Critiques should be a minimum of 1,000 words and a maximum of 1,200 words
exclusive of cover page, and list of sources.
The policy brief should be a minimum of 1,800 words and a maximum of 2,000 words
exclusive of cover page, and list of sources.
Critique. You will do two critiques, each one based on a different book from the
required readings (Posner, Cassidy, Kindleberger) Your critique should either agree or
disagree with one of the main positions taken by the author and discuss the significance
of that position from a current policy perspective, i.e., what can we learn about a current
regulatory policy issue from this work? You should cite some authority to support your
critique. Think of this as a book review in The New York Review of Books, The Atlantic, or
similar publications, that argues that the author is either right or wrong in which you rely
on some evidence as well as logic and analysis to make your point. It is critical that your
critique should analyze the policy implications of the work as it relates to a specific
current policy issue. This is not an essay or a rant, it should be an analysis and
evaluation that references some appropriate amount of outside research.
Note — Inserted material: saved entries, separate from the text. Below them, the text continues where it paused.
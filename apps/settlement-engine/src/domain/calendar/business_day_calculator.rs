//! Business Day Calculator
//!
//! Weekends and cached holidays are non-business days. The holiday cache is
//! swapped wholesale on refresh, so readers may see the previous set for up
//! to one refresh interval.

use std::collections::HashSet;

use chrono::{Datelike, NaiveDate, Weekday};
use parking_lot::RwLock;

use super::{CalendarError, HolidayRepository};

/// Upper bound on calendar days walked in one call.
const MAX_CALENDAR_WALK: i64 = 3660;

/// Business-day arithmetic backed by an in-memory holiday cache.
#[derive(Debug, Default)]
pub struct BusinessDayCalculator {
    holidays: RwLock<HashSet<NaiveDate>>,
}

impl BusinessDayCalculator {
    /// Create a calculator with an empty holiday cache.
    #[must_use]
    pub fn new() -> Self {
        Self::default()
    }

    /// Create a calculator seeded with holidays.
    #[must_use]
    pub fn with_holidays(holidays: impl IntoIterator<Item = NaiveDate>) -> Self {
        Self {
            holidays: RwLock::new(holidays.into_iter().collect()),
        }
    }

    /// Reload the cache from the holiday store.
    ///
    /// On failure the previous cache is kept.
    pub async fn refresh<R>(&self, repository: &R) -> Result<usize, CalendarError>
    where
        R: HolidayRepository + ?Sized,
    {
        let loaded: HashSet<NaiveDate> = repository
            .find_all()
            .await?
            .into_iter()
            .map(|h| h.date)
            .collect();
        let count = loaded.len();
        *self.holidays.write() = loaded;
        tracing::info!(holidays = count, "Holiday cache refreshed");
        Ok(count)
    }

    /// Number of cached holidays.
    #[must_use]
    pub fn holiday_count(&self) -> usize {
        self.holidays.read().len()
    }

    /// False on Saturday, Sunday, or a cached holiday.
    #[must_use]
    pub fn is_business_day(&self, date: NaiveDate) -> bool {
        !matches!(date.weekday(), Weekday::Sat | Weekday::Sun)
            && !self.holidays.read().contains(&date)
    }

    /// The date `days` business days after `date`. Zero returns `date`.
    pub fn business_day_after(&self, date: NaiveDate, days: i64) -> Result<NaiveDate, CalendarError> {
        self.walk(date, days, NaiveDate::succ_opt)
    }

    /// The date `days` business days before `date`. Zero returns `date`.
    pub fn business_day_before(
        &self,
        date: NaiveDate,
        days: i64,
    ) -> Result<NaiveDate, CalendarError> {
        self.walk(date, days, NaiveDate::pred_opt)
    }

    fn walk(
        &self,
        date: NaiveDate,
        days: i64,
        step: fn(&NaiveDate) -> Option<NaiveDate>,
    ) -> Result<NaiveDate, CalendarError> {
        if days < 0 {
            return Err(CalendarError::NegativeDayCount { days });
        }

        let holidays = self.holidays.read();
        let mut current = date;
        let mut counted = 0;
        let mut walked = 0;
        while counted < days {
            current = step(&current).ok_or(CalendarError::OutOfRange { from: date })?;
            walked += 1;
            if walked > MAX_CALENDAR_WALK + days {
                return Err(CalendarError::OutOfRange { from: date });
            }
            let weekend = matches!(current.weekday(), Weekday::Sat | Weekday::Sun);
            if !weekend && !holidays.contains(&current) {
                counted += 1;
            }
        }
        Ok(current)
    }
}
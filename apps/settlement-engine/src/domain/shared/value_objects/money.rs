//! Money value object for currency amounts and prices.

use rust_decimal::{Decimal, RoundingStrategy};
use serde::{Deserialize, Serialize};
use std::fmt;
use std::ops::{Add, Neg, Sub};

use super::Lots;
use crate::domain::shared::DomainError;

/// Scale used for ledger amounts (reservations, commissions, cost basis).
pub const LEDGER_SCALE: u32 = 4;

/// A monetary amount or unit price.
///
/// Represented as a Decimal for precise financial calculations.
#[derive(Debug, Clone, Copy, PartialEq, Eq, PartialOrd, Ord, Hash, Serialize, Deserialize)]
#[serde(transparent)]
pub struct Money(Decimal);

impl Money {
    /// Zero amount.
    pub const ZERO: Self = Self(Decimal::ZERO);

    /// Create a new Money value from a Decimal.
    #[must_use]
    pub const fn new(amount: Decimal) -> Self {
        Self(amount)
    }

    /// Get the inner Decimal value.
    #[must_use]
    pub const fn amount(&self) -> Decimal {
        self.0
    }

    /// Returns true if this amount is positive.
    #[must_use]
    pub fn is_positive(&self) -> bool {
        self.0 > Decimal::ZERO
    }

    /// Returns true if this amount is negative.
    #[must_use]
    pub fn is_negative(&self) -> bool {
        self.0 < Decimal::ZERO
    }

    /// Returns true if this amount is zero.
    #[must_use]
    pub fn is_zero(&self) -> bool {
        self.0.is_zero()
    }

    /// Round half-up to the ledger scale.
    #[must_use]
    pub fn round_ledger(&self) -> Self {
        Self(
            self.0
                .round_dp_with_strategy(LEDGER_SCALE, RoundingStrategy::MidpointAwayFromZero),
        )
    }

    /// Price times a lot amount.
    #[must_use]
    pub fn times_lots(&self, lots: Lots) -> Self {
        Self(self.0 * lots.as_decimal())
    }

    /// Price times a lot amount, or `None` if the product is out of range.
    #[must_use]
    pub fn checked_times_lots(&self, lots: Lots) -> Option<Self> {
        self.0.checked_mul(lots.as_decimal()).map(Self)
    }

    /// Sum of two amounts, or `None` if it is out of range.
    #[must_use]
    pub fn checked_add(self, rhs: Self) -> Option<Self> {
        self.0.checked_add(rhs.0).map(Self)
    }

    /// Multiply by a rate (e.g. a commission fraction).
    #[must_use]
    pub fn times_rate(&self, rate: Decimal) -> Self {
        Self(self.0 * rate)
    }

    /// Clamp a negative amount to zero.
    #[must_use]
    pub fn floor_zero(self) -> Self {
        self.max(Self::ZERO)
    }

    /// Require the amount to be strictly positive.
    ///
    /// # Errors
    ///
    /// Returns `DomainError::InvalidValue` for zero or negative amounts.
    pub fn ensure_positive(&self, field: &str) -> Result<(), DomainError> {
        if self.is_positive() {
            Ok(())
        } else {
            Err(DomainError::invalid_value(
                field,
                format!("must be greater than zero, got {}", self.0),
            ))
        }
    }
}

impl Default for Money {
    fn default() -> Self {
        Self::ZERO
    }
}

impl fmt::Display for Money {
    fn fmt(&self, f: &mut fmt::Formatter<'_>) -> fmt::Result {
        write!(f, "{}", self.0.normalize())
    }
}

impl Add for Money {
    type Output = Self;

    fn add(self, rhs: Self) -> Self::Output {
        Self(self.0 + rhs.0)
    }
}

impl Sub for Money {
    type Output = Self;

    fn sub(self, rhs: Self) -> Self::Output {
        Self(self.0 - rhs.0)
    }
}

impl Neg for Money {
    type Output = Self;

    fn neg(self) -> Self::Output {
        Self(-self.0)
    }
}

impl std::iter::Sum for Money {
    fn sum<I: Iterator<Item = Self>>(iter: I) -> Self {
        iter.fold(Self::ZERO, Add::add)
    }
}

impl From<Decimal> for Money {
    fn from(value: Decimal) -> Self {
        Self(value)
    }
}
Policy Brief. Choose a major current public policy controversy relating to a specific
regulatory policy issue of your choosing (It can be on any matter related broadly to
regulatory policy and need not be limited to the specific policy areas focused on in the
readings and lectures).
Using Bardach's methods define a problem and offer a solution. Make sure you discuss
objections to your proposal and explain what standards you will use to judge whether
your solution is effective. It is important that you reach a firm conclusion.
In your policy brief you should be prepared to: precisely define the problem and its
causes; propose a valid analytic framework; perform a persuasive analysis of the
problem; effectively use relevant evidence and documentation; discuss alternative
solutions; discuss costs, benefits and tradeoffs (not a formal cost/benefit analysis);
project outcomes; and deal with political consequences and obstacles.